Traditional Brazilian Dietary Patterns
Analyses of household food expenditure surveys conducted in Brazil over the past 40 years – show that, in common with other Latin American countries, Brazil retains many long-established food systems and dietary patterns. These dietary patterns show the influences of native (“Indian”) populations, the country's Portuguese colonizers, and African slaves and their descendants. Minimally processed food staples include rice, a variety of beans, and the root cassava (manioc). These staples form the basis of everyday main meals, and are made delicious and attractive by various methods of preparation and cooking, and by the addition of oils, seeds, leaves, herbs, and spices, some of which are rich in nutrients. (Wheat is not native to Brazil; processed wheat products such as breads, cakes, and biscuits followed relatively recent immigration of people from the Mediterranean region to the southern states of Brazil, and nationally were uncommon until well into the second half of the last century.) The amount of meat, fish, and other animal products in long-established Brazilian diets depends on availability, price, and income. In the past, these foods were usually eaten only in small amounts on a daily basis, and in large quantities only as part of feasts or other special occasions.

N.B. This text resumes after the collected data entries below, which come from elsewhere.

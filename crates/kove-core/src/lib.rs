//! # Kove Core
//!
//! Core types for the Kove policy violation exporter.
//!
//! Kove watches live objects in a cluster resource store, evaluates each one
//! against a set of policies and exports the offending objects as metrics.
//! This crate holds the pieces every other crate agrees on:
//! - the dynamic object envelope and its identity key
//! - resource kinds and discovery entries
//! - violation records and the error type
//! - the exporter configuration

pub mod config;
pub mod error;
pub mod object;
pub mod resource;
pub mod violation;

pub use config::KoveConfig;
pub use error::{KoveError, Result};
pub use object::{ObjectBuilder, ObjectKey, ObjectRef, OwnerReference};
pub use resource::{ApiResource, WatchedResource};
pub use violation::ViolationRecord;

/// Current Kove version for compatibility checks
pub const VERSION: &str = env!("CARGO_PKG_VERSION");

/// Kove build information for telemetry and debugging
pub const BUILD_INFO: &str = concat!(
    "Kove ",
    env!("CARGO_PKG_VERSION"),
    " (",
    env!("CARGO_PKG_NAME"),
    ")"
);

/// Standard HTTP endpoints served by the exporter
pub mod endpoints {
    pub const HEALTHZ: &str = "/healthz";
    pub const METRICS: &str = "/metrics";
}

/// Report whether `item` is present in `list` as an exact match.
pub fn contains<S: AsRef<str>>(list: &[S], item: &str) -> bool {
    list.iter().any(|v| v.as_ref() == item)
}
//! Watch intake loop

use crate::dispatcher::{Dispatch, Dispatcher};
use kove_core::{KoveError, WatchedResource};
use std::collections::HashSet;
use std::future::Future;
use tracing::{debug, error, info, warn};
use watch_queue::{WatchEvent, WatchSource};

/// Which notifications the exporter is watching.
#[derive(Debug, Clone, Default)]
pub struct WatchScope {
    resources: HashSet<WatchedResource>,
    namespace: Option<String>,
}

impl WatchScope {
    pub fn new(resources: impl IntoIterator<Item = WatchedResource>, namespace: Option<String>) -> Self {
        Self {
            resources: resources.into_iter().collect(),
            namespace,
        }
    }

    pub fn len(&self) -> usize {
        self.resources.len()
    }

    pub fn is_empty(&self) -> bool {
        self.resources.is_empty()
    }

    /// Kind must be watched; with a namespace scope, the object must live in
    /// that namespace.
    pub fn accepts(&self, event: &WatchEvent) -> bool {
        self.resources.contains(event.resource())
            && self
                .namespace
                .as_deref()
                .map_or(true, |ns| event.object().namespace() == ns)
    }
}

/// Counts of what the intake loop did.
#[derive(Debug, Clone, Copy, Default, PartialEq, Eq)]
pub struct IntakeStats {
    pub received: u64,
    pub out_of_scope: u64,
    pub submitted: u64,
    pub retracted: u64,
    pub skipped: u64,
    pub errors: u64,
}

/// Feed events from `source` to `dispatcher` until the stream ends or
/// `shutdown` resolves. Per-event errors are logged and skipped; a failing
/// stream ends intake.
pub async fn run_intake<S, F>(
    source: &mut S,
    dispatcher: &Dispatcher,
    scope: &WatchScope,
    shutdown: F,
) -> IntakeStats
where
    S: WatchSource + ?Sized,
    F: Future<Output = ()>,
{
    let mut stats = IntakeStats::default();
    tokio::pin!(shutdown);

    loop {
        let next = tokio::select! {
            _ = &mut shutdown => {
                info!("stop signal received, shutting down watch intake");
                break;
            }
            next = source.next_event() => next,
        };

        let event = match next {
            Ok(Some(event)) => event,
            Ok(None) => {
                info!("watch stream ended");
                break;
            }
            Err(KoveError::Io { source }) => {
                stats.errors += 1;
                error!(error = %source, "watch stream failed, stopping intake");
                break;
            }
            Err(err) => {
                stats.errors += 1;
                warn!(error = %err, "unable to read watch event");
                continue;
            }
        };

        stats.received += 1;
        if !scope.accepts(&event) {
            stats.out_of_scope += 1;
            debug!(resource = %event.resource(), object = %event.object().key(), "event outside watch scope");
            continue;
        }

        match dispatcher.handle(event) {
            Dispatch::Submitted(_) => stats.submitted += 1,
            Dispatch::Retracted(_) => stats.retracted += 1,
            Dispatch::Skipped(_) => stats.skipped += 1,
        }
    }

    stats
}
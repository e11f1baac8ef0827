//! # Policy Engine
//!
//! Declarative policy evaluation for Kove. Policies are YAML or JSON
//! documents of rules; each rule selects objects and checks one condition.

pub use kove_core;

mod engine;
pub mod rules;

pub use engine::{PolicyEngine, PolicyEngineStats, PolicyEvaluator};
pub use rules::{Condition, PolicyDocument, PolicyRule, RuleMatch};

// Re-export core types for convenience
pub use kove_core::{KoveError, ObjectRef, Result, ViolationRecord};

All Brazilian cities have restaurants, bars, and popular canteens, where a good variety of locally sourced traditional Brazilian food is offered, often buffet-style and affordably priced on a “per kilo” basis. More importantly, meals prepared and eaten by the family at home—including the midday meal—and therefore the habit of eating together, remain an integral part of the Brazilian way of life. Notwithstanding intense pressures, which include ubiquitous television and internet propaganda designed to turn eating and drinking into constant individual snacking , food and drink consumption is not yet dislocated and isolated from family and social life in Brazil. This is probably the most important factor protecting national and regional traditional food systems.